Rutgers University is ready to deliver.
That’s the message University President Robert Barchi had for the assembled legislators, staff, faculty, students, media and public during the Integration Day ceremony for Rutgers and the University of Medicine and Dentistry New Jersey.
“Gov. (Chris) Christie had a powerful vision and he worked with the legislators to make that vision become a reality,” Barchi said. “There’s no reason New Jersey can’t have one of the better higher education systems. Now, there’s no excuses. Anything less than a world class institution can not be tolerated. Rutgers is ready to deliver.”
With that, the new Rutgers University was born.
The step forward that has been talked about for years became a reality today (Monday). At midnight, Rutgers acquired seven of UMDNJ’s eight schools, creating Rutgers Biomedical and Health Sciences.
UMDNJ’s University Hospital became an independent institution, and the School of Osteopathic Medicine was transferred to Rowan University, which is now a designated research university.
Rutgers, a member of the Association of American Universities, jumps into the top 25 among colleges and universities across the country, Christie said during his appearance at the Robert Wood Johnson Medical School Monday.
“This is a very historic day for the state, and a very historic day for Rutgers,” Christie said. “We had talked this issue out, with former governors, former legislators, current legislators who were talking about this for the third or fourth time.

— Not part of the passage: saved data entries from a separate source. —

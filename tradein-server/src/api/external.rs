//! Partner order submission

use axum::body::Bytes;
use axum::extract::State;
use axum::http::{Method, StatusCode, Uri};
use axum::{Extension, Json};
use shared::error::AppError;

use crate::auth::ClientIp;
use crate::ingest::{ExternalOrderCreated, IngestRequest};
use crate::state::AppState;

/// POST /api/external/orders
///
/// Takes the raw body so that malformed JSON is audited like any other failure.
pub async fn create_order(
    State(state): State<AppState>,
    client_ip: Option<Extension<ClientIp>>,
    method: Method,
    uri: Uri,
    body: Bytes,
) -> Result<(StatusCode, Json<ExternalOrderCreated>), AppError> {
    let request = IngestRequest {
        source_ip: client_ip.map(|Extension(ClientIp(ip))| ip.to_string()),
        endpoint: uri.path().to_string(),
        method: method.to_string(),
        body: body.to_vec(),
    };

    let created = state.ingestion.handle(request).await?;
    Ok((StatusCode::CREATED, Json(created)))
}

There comes a point when you have to stop talking and you have to start doing.
“The Board of Governors made a wise choice when they selected Bob Barchi. What he’s accomplished is nothing short of extraordinary.”
Barchi was named Rutgers president 10 months ago, two months after Christie sstated the merger had to be complete by July 1, 2013.

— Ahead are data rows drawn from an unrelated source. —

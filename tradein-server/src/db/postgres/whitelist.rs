//! IP whitelist queries

use async_trait::async_trait;
use shared::models::IpWhitelistEntry;

use super::{PgStore, map_unique};
use crate::db::{StoreResult, WhitelistStore};

#[derive(sqlx::FromRow)]
struct WhitelistRow {
    id: i64,
    address: String,
    label: String,
    is_active: bool,
    created_at: i64,
}

impl From<WhitelistRow> for IpWhitelistEntry {
    fn from(row: WhitelistRow) -> Self {
        IpWhitelistEntry {
            id: row.id,
            address: row.address,
            label: row.label,
            is_active: row.is_active,
            created_at: row.created_at,
        }
    }
}

#[async_trait]
impl WhitelistStore for PgStore {
    async fn find_active(&self, address: &str) -> StoreResult<Option<IpWhitelistEntry>> {
        let row: Option<WhitelistRow> = sqlx::query_as(
            "SELECT id, address, label, is_active, created_at FROM ip_whitelist WHERE address = $1 AND is_active",
        )
        .bind(address)
        .fetch_optional(&self.pool)
        .await?;
        Ok(row.map(IpWhitelistEntry::from))
    }

    async fn list(&self) -> StoreResult<Vec<IpWhitelistEntry>> {
        let rows: Vec<WhitelistRow> = sqlx::query_as(
            "SELECT id, address, label, is_active, created_at FROM ip_whitelist ORDER BY created_at DESC",
        )
        .fetch_all(&self.pool)
        .await?;
        Ok(rows.into_iter().map(IpWhitelistEntry::from).collect())
    }

    async fn insert(&self, entry: &IpWhitelistEntry) -> StoreResult<()> {
        sqlx::query(
            "INSERT INTO ip_whitelist (id, address, label, is_active, created_at) VALUES ($1, $2, $3, $4, $5)",
        )
        .bind(entry.id)
        .bind(&entry.address)
        .bind(&entry.label)
        .bind(entry.is_active)
        .bind(entry.created_at)
        .execute(&self.pool)
        .await
        .map_err(|e| map_unique(e, || format!("address {} is already whitelisted", entry.address)))?;
        Ok(())
    }

    async fn deactivate(&self, id: i64) -> StoreResult<bool> {
        let result =
            sqlx::query("UPDATE ip_whitelist SET is_active = FALSE WHERE id = $1 AND is_active")
                .bind(id)
                .execute(&self.pool)
                .await?;
        Ok(result.rows_affected() > 0)
    }
}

“In the beginning, I was under the impressions Rutgers and UMDNJ were at odds, but once we got on track, UMDNJ and Rutgers lined up and I saw something entirely different,” Barchi said.
Barchi said all Rutgers University facilities would be open to UMDNJ students, including athletic facilities and other facilities outside the medical and sciences programs. He also said Rutgers will continue to focus on areas outside those two programs.
“We are not going to let other areas slip even a fraction,” Barchi said. “We’re thinking about the university at large and what we want it to look like.”
UMDNJ Accelerated Program students Stephanie Martinez and Harpreet Kaur were excited for the merger. They were among a group of students that helped unfurl the banners for the various schools that make up Rutgers Biomedical and Health Sciences.
Martinez originally wanted to attend Rutgers, but was unable to, and Kaur graduated from the university in May and attempted to get into Rutgers’ Nursing School before attending UMDNJ.
“When we started (UMDNJ) in August, no one was sure what was going to happen,” Martinez said. “It’s exciting that we’re going to get our degrees from Rutgers.”
“UMDNJ is a smaller school, so we’re definitely going to get more resources now,” Kaur said.
Resources that could help the two students improve their education.
“The real gems in UMDNJ will now shine brighter,” Christie said. “We’re supporting rapid growth throughout the state.”
Christie appeared alongside State Sen. Joe Vitale (D-Middlesex); Assembly Speaker and U.S. Senate Candidate Sheila Oliver (D-Essex); Deputy Assembly Speaker John Wisniewski (D-Middlesex); Barchi; and new Vice Chancellor for Interprofessional Programs at Rutgers and former UMDNJ President Denise Rodgers.
Sen. President Stephen Sweeney participated in the Integration Ceremony for UMDNJ and Rowan on Monday.
At Rutgers, Vitale expressed hope that the merger would help improve the ability to diagnose Autism.
“One in 49 New Jerseyans are on the Autism spectrum,” Vitale said. “The diagnosis of Autism is increasing each year. With this merger, we’re bringing together the best minds to identify genes. We’re applying science in real time to people’s lives.”
“This new institution makes us enormously proud and positions us to be prepared for the changes coming under the Affordable Care Act,” Rodgers said. “It enables us to take a leadership role in healthcare nationally.”
Wisniewski, a lead sponsor on the New Jersey Higher Education Restructuring Act that set up the merger, received a round of applause when he noted the job ahead.
“So much more needs to be done. Success requires the Board of Governors and Board of Trustees to work together to craft a solid vision for Rutgers,” Wisniewski said, referring to Sen. Sweeney’s proposal to eliminate the University’s Board of Trustees. “I am a proud graduate and I stand ready to help Rutgers.”
“We’re positioned to be a leader in the field with great minds and highly motivated students,” Oliver said. “This is historic for the state.”